==== Records for processing

//! The top-level `Tsdb` handle: the single entry point over the
//! Descriptor Catalog, Ring Store, and Query Engine.

use std::collections::{BTreeMap, BTreeSet};
use std::sync::Arc;
use tsdb_catalog::{DescriptorCatalog, MetricRecord};
use tsdb_core::{MetricId, MetricType, Result};
use tsdb_kvstore::KvStore;
use tsdb_query::{QueryEngine, Row};
use tsdb_ring::{RingStore, Sample};
use tsdb_reader::RangeReader;

use crate::labels;
use crate::retry::RetryPolicy;

/// Builder for a [`Tsdb`] handle.
///
/// # Example
///
/// ```ignore
/// let db = Tsdb::builder()
///     .with_retry_policy(RetryPolicy { max_attempts: 5 })
///     .build()?;
/// ```
pub struct TsdbBuilder {
    kv_store: Option<KvStore>,
    retry_policy: RetryPolicy,
}

impl TsdbBuilder {
    /// A builder with a fresh in-memory store and the default retry policy.
    pub fn new() -> Self {
        Self { kv_store: None, retry_policy: RetryPolicy::default() }
    }

    /// Use a specific KV store handle instead of a freshly created one —
    /// e.g. to share one store across two `Tsdb` handles in tests.
    pub fn with_kv_store(mut self, store: KvStore) -> Self {
        self.kv_store = Some(store);
        self
    }

    /// Configure the bound on transparent read-only retries (§5).
    pub fn with_retry_policy(mut self, policy: RetryPolicy) -> Self {
        self.retry_policy = policy;
        self
    }

    /// Build the handle.
    pub fn build(self) -> Result<Tsdb> {
        let store = self.kv_store.unwrap_or_default();
        let catalog = DescriptorCatalog::new(store.clone())
            .with_retry_attempts(self.retry_policy.max_attempts);
        let ring =
            RingStore::new(store).with_retry_attempts(self.retry_policy.max_attempts);
        let reader = RangeReader::new(ring.clone(), catalog.clone());
        let query_engine = QueryEngine::new(reader);
        Ok(Tsdb { catalog, ring, query_engine: Arc::new(query_engine), retry_policy: self.retry_policy })
    }
}

impl Default for TsdbBuilder {
    fn default() -> Self {
        Self::new()
    }
}

/// The database handle. Cheap to clone; every operation opens its own
/// transaction(s) against the shared KV store.
#[derive(Clone)]
pub struct Tsdb {
    catalog: DescriptorCatalog,
    ring: RingStore,
    query_engine: Arc<QueryEngine>,
    retry_policy: RetryPolicy,
}

impl Tsdb {
    /// Open a fresh in-memory database with default settings.
    pub fn new() -> Self {
        TsdbBuilder::new().build().expect("in-memory construction cannot fail")
    }

    /// Start building a database with non-default settings.
    pub fn builder() -> TsdbBuilder {
        TsdbBuilder::new()
    }

    /// The configured retry policy.
    pub fn retry_policy(&self) -> RetryPolicy {
        self.retry_policy
    }

    /// Lower-level catalog access, for callers that need multi-step
    /// sequencing (e.g. a retention-rewrite or delete workflow).
    pub fn descriptor_catalog(&self) -> &DescriptorCatalog {
        &self.catalog
    }

    /// Lower-level ring-store access.
    pub fn ring_store(&self) -> &RingStore {
        &self.ring
    }

    /// Lower-level query-engine access.
    pub fn query_engine(&self) -> &QueryEngine {
        &self.query_engine
    }

    /// Ingest one gauge sample, creating the metric on first use if
    /// `name` is supplied and it doesn't already exist.
    #[allow(clippy::too_many_arguments)]
    pub fn write_gauge(
        &self,
        metric_id: Option<MetricId>,
        ts: i64,
        value: f32,
        name: Option<&str>,
        tags: &BTreeMap<String, String>,
        step: Option<i32>,
        slots: Option<i32>,
    ) -> Result<MetricId> {
        let id = self.catalog.ensure_descriptor(metric_id, MetricType::Gauge, step, slots, name, tags)?;
        self.ring.write(id, ts, value)?;
        Ok(id)
    }

    /// Ingest one counter sample (a raw, monotonic reading — rate is
    /// computed at query time, never stored).
    #[allow(clippy::too_many_arguments)]
    pub fn write_counter(
        &self,
        metric_id: Option<MetricId>,
        ts: i64,
        raw_value: f32,
        name: Option<&str>,
        tags: &BTreeMap<String, String>,
        step: Option<i32>,
        slots: Option<i32>,
    ) -> Result<MetricId> {
        let id = self.catalog.ensure_descriptor(metric_id, MetricType::Counter, step, slots, name, tags)?;
        self.ring.write(id, ts, raw_value)?;
        Ok(id)
    }

    /// Read every sample in `[start_ts, end_ts]` for one metric.
    pub fn read_range(&self, metric_id: MetricId, start_ts: i64, end_ts: i64) -> Result<Vec<Sample>> {
        self.ring.read_range(metric_id, start_ts, end_ts)
    }

    /// Exact-match lookup by `(name, tags)`.
    pub fn lookup(&self, name: &str, tags: &BTreeMap<String, String>) -> Result<Option<MetricId>> {
        self.catalog.lookup(name, tags)
    }

    /// Tag-subset search, capped at `cap` matches.
    pub fn find(
        &self,
        name: Option<&str>,
        tags_subset: Option<&BTreeMap<String, String>>,
        cap: usize,
    ) -> Result<(Vec<MetricRecord>, bool)> {
        self.catalog.find(name, tags_subset, cap)
    }

    /// Every distinct, non-empty metric name.
    pub fn list_names(&self) -> Result<Vec<String>> {
        self.catalog.list_names()
    }

    /// Tag key -> observed values, optionally scoped to one metric name.
    pub fn tag_catalog(&self, name: Option<&str>) -> Result<BTreeMap<String, BTreeSet<String>>> {
        self.catalog.tag_catalog(name)
    }

    /// A metric's full catalog entry, fetched directly by id.
    pub fn metric_record(&self, metric_id: MetricId) -> Result<Option<MetricRecord>> {
        self.catalog.metric_record(metric_id)
    }

    /// The name a caller should display for `metric_id`: its stored name
    /// if one was ever supplied, else the built-in label table (§4.11),
    /// else `None`.
    pub fn metric_display_name(&self, metric_id: MetricId) -> Result<Option<String>> {
        match self.catalog.metric_record(metric_id)? {
            Some(record) if record.name.is_some() => Ok(record.name),
            _ => Ok(labels::built_in_name(metric_id).map(str::to_string)),
        }
    }

    /// Delete a metric: its samples, metadata, and (best-effort) its
    /// descriptor binding.
    pub fn delete_metric(&self, metric_id: MetricId) -> Result<()> {
        self.catalog.delete_metric(metric_id)
    }

    /// Re-bucket a gauge metric into a new `(step, slots)` ring. Rejects
    /// counters.
    pub fn retention_rewrite(&self, metric_id: MetricId, new_step: i32, new_slots: i32) -> Result<MetricId> {
        self.ring.retention_rewrite(&self.catalog, metric_id, new_step, new_slots)
    }

    /// Run a SQL query over `metric_ids`' samples in `[start_ts, end_ts]`.
    pub fn run_sql(&self, metric_ids: &[MetricId], start_ts: i64, end_ts: i64, sql: &str) -> Result<Vec<Row>> {
        self.query_engine.run_sql(metric_ids, start_ts, end_ts, sql)
    }

    /// Store an opaque dashboard JSON blob under `slug`.
    pub fn put_dashboard(&self, slug: &str, json: &[u8]) -> Result<()> {
        self.catalog.put_dashboard(slug, json)
    }

    /// Fetch a previously stored dashboard blob.
    pub fn get_dashboard(&self, slug: &str) -> Result<Option<Vec<u8>>> {
        self.catalog.get_dashboard(slug)
    }

    /// Delete a dashboard blob. Idempotent.
    pub fn delete_dashboard(&self, slug: &str) -> Result<()> {
        self.catalog.delete_dashboard(slug)
    }
}

impl Default for Tsdb {
    fn default() -> Self {
        Self::new()
    }
}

========

> **Task objective**:
Please retype the listing word for word, from its first line through the line containing "shared KV store.", and add nothing else.

> **Task response**:
//! The top-level `Tsdb` handle: the single entry point over the
//! Descriptor Catalog, Ring Store, and Query Engine.

use std::collections::{BTreeMap, BTreeSet};
use std::sync::Arc;
use tsdb_catalog::{DescriptorCatalog, MetricRecord};
use tsdb_core::{MetricId, MetricType, Result};
use tsdb_kvstore::KvStore;
use tsdb_query::{QueryEngine, Row};
use tsdb_ring::{RingStore, Sample};
use tsdb_reader::RangeReader;

use crate::labels;
use crate::retry::RetryPolicy;

/// Builder for a [`Tsdb`] handle.
///
/// # Example
///
/// ```ignore
/// let db = Tsdb::builder()
///     .with_retry_policy(RetryPolicy { max_attempts: 5 })
///     .build()?;
/// ```
pub struct TsdbBuilder {
    kv_store: Option<KvStore>,
    retry_policy: RetryPolicy,
}

impl TsdbBuilder {
    /// A builder with a fresh in-memory store and the default retry policy.
    pub fn new() -> Self {
        Self { kv_store: None, retry_policy: RetryPolicy::default() }
    }

    /// Use a specific KV store handle instead of a freshly created one —
    /// e.g. to share one store across two `Tsdb` handles in tests.
    pub fn with_kv_store(mut self, store: KvStore) -> Self {
        self.kv_store = Some(store);
        self
    }

    /// Configure the bound on transparent read-only retries (§5).
    pub fn with_retry_policy(mut self, policy: RetryPolicy) -> Self {
        self.retry_policy = policy;
        self
    }

    /// Build the handle.
    pub fn build(self) -> Result<Tsdb> {
        let store = self.kv_store.unwrap_or_default();
        let catalog = DescriptorCatalog::new(store.clone())
            .with_retry_attempts(self.retry_policy.max_attempts);
        let ring =
            RingStore::new(store).with_retry_attempts(self.retry_policy.max_attempts);
        let reader = RangeReader::new(ring.clone(), catalog.clone());
        let query_engine = QueryEngine::new(reader);
        Ok(Tsdb { catalog, ring, query_engine: Arc::new(query_engine), retry_policy: self.retry_policy })
    }
}

impl Default for TsdbBuilder {
    fn default() -> Self {
        Self::new()
    }
}

/// The database handle. Cheap to clone; every operation opens its own
/// transaction(s) against the shared KV store.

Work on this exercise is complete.